Another issue that presented itself was that when Mask R-CNN extracted features for each of the different classes, changes in the geometric shape of objects caused by the curvature in the road directly negatively affecting Mask R-CNN’s performance. In order to mitigate this multiple PCAs were taken at step (b) in Fig. 5 where a PCA was taken on the first PCA mask resulting in two PCA masks, followed by another PCA on each of the two PCA masks in order to derive at four distinct PCA masks for the detected instance. Each of these distinct PCA masks are then inputted into step (c–d) in Fig. 5 where the output of each is inputted into Mask R-CNN.

Fig. 6
figure 6

Ground Truth Seal Widths Examples. Widths in green and \(n = 16\) and \(r = 150\))

This step-wise framework manages to both increase road marking’s pixel count in the image and remove the effect of road direction curvature as well as retain the segmented surface in the PCA inverted images.

3.2.3 Road surface configurations

The surface markings multinomial classification and segmentation task involved the three surface marking classes mentioned earlier plus the background. A learning rate of 0.001 was used with a weight decay rate of 0.0001. The mask shape was set to 28 x 28 and mini-mask shape set to [200, 200]. The anchor sizes were 25, 75, 150, 300 and 600 with ratios 0.2, 0.4, 0.6, 0.8 and 1.

3.2.4 Road seal

Mask R-CNN was used for binomial classification and instance segmentation of the tar seal as shown in Fig. 4. The mask’s shape was often irregular along with the outer bounds of the seal due to tar seal’s liquidity and wear, unlike with the road surfaces which often had a flat-sided shape. This made the mini-mask configurations of higher importance for successful pixel-wise segmentation for seal than for surfaces.

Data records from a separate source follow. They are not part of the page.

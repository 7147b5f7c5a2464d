//! Runtime configuration utilities for icd-assistant.

use std::{
    env,
    path::{Path, PathBuf},
};

use anyhow::Context;
use serde::Deserialize;

/// Application configuration resolved from `.env` and defaults.
#[derive(Debug, Clone, Deserialize)]
pub struct Settings {
    /// Root folder for input record sets and cached artefacts.
    pub data_dir: PathBuf,
    /// Root folder for extraction outputs.
    pub outputs_dir: PathBuf,
    /// Endpoint of a remote clinical recognizer service, if any.
    pub ner_endpoint: Option<String>,
    /// Number of records processed concurrently during extraction.
    pub concurrency: usize,
}

impl Settings {
    /// Load configuration from environment with reasonable defaults.
    pub fn load() -> anyhow::Result<Self> {
        dotenvy::dotenv().ok();
        let data_dir = env::var("DATA_DIR")
            .map(PathBuf::from)
            .unwrap_or_else(|_| PathBuf::from("./data"));
        let outputs_dir = env::var("OUTPUTS_DIR")
            .map(PathBuf::from)
            .unwrap_or_else(|_| PathBuf::from("./outputs"));
        let ner_endpoint = env::var("NER_ENDPOINT").ok().filter(|v| !v.trim().is_empty());
        let concurrency = env::var("PIPELINE_CONCURRENCY")
            .ok()
            .and_then(|v| v.parse().ok())
            .unwrap_or(4);

        std::fs::create_dir_all(&data_dir).context("creating data dir")?;
        std::fs::create_dir_all(&outputs_dir).context("creating outputs dir")?;

        Ok(Self {
            data_dir,
            outputs_dir,
            ner_endpoint,
            concurrency,
        })
    }

    /// Convenience helper for derived path segments.
    pub fn join_data<P: AsRef<Path>>(&self, path: P) -> PathBuf {
        self.data_dir.join(path)
    }

    /// Convenience helper for derived output path segments.
    pub fn join_output<P: AsRef<Path>>(&self, path: P) -> PathBuf {
        self.outputs_dir.join(path)
    }
}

Road seal was treated as a binomial classification task like road surfaces with road seal and background as the two classes. The boundary between the road seal and the road shoulder encompasses a relatively small part of the image, as this boundary is of a similar size to the road markings we used the same PCA process used for the road markings to enlarge the road seal boundary. The setting we used for the Mask R-CNN model where: learning rate of 0.001, weight decay rate of 0.0001 and anchor sizes used for RoI pooling were 50, 150, 300, 500 and 800 with ratios 1.2, 1.8 and 2.5.

figure e

3.3 Width estimation

Our proposed algorithm works by first taking a mask M and performing a PCA on it to output its mask \(M_{PCA}\), its component \(M_{comp}\) and mean \(M_{mean}\). \(M_{PCA}\) is then partitioned across its x-axis where the number of partitions n is determined after subtracting r length from the boundary. A second PCA \(L_{PCA}\) with its component \(L_{comp}\) and mean \(L_{mean}\) is then taken centred around each n point with a window of r length either side. Finally, each of the points are readjusted to the mask space by first performing a local affine transformation using \(L_{comp}\) and \(L_{mean}\), and then performing an affine transformation using \(M_{comp}\) and \(M_{mean}\). The result is then added to the set of widths w. Limitations of this are that the correct selection of r is needed to ensure that \(L_{PCA}\)’s x range is larger than its y range which results in the selected widths to rotate and select a point near the middle of the surface of the road. An example of the ground truth width measurements with \(n = 16\) is provided in Fig. 6.

4 Experiments and results

This section explains the experimentation carried out to test the proposed method and how these experiments are evaluated. This section then describes the experiment outcomes.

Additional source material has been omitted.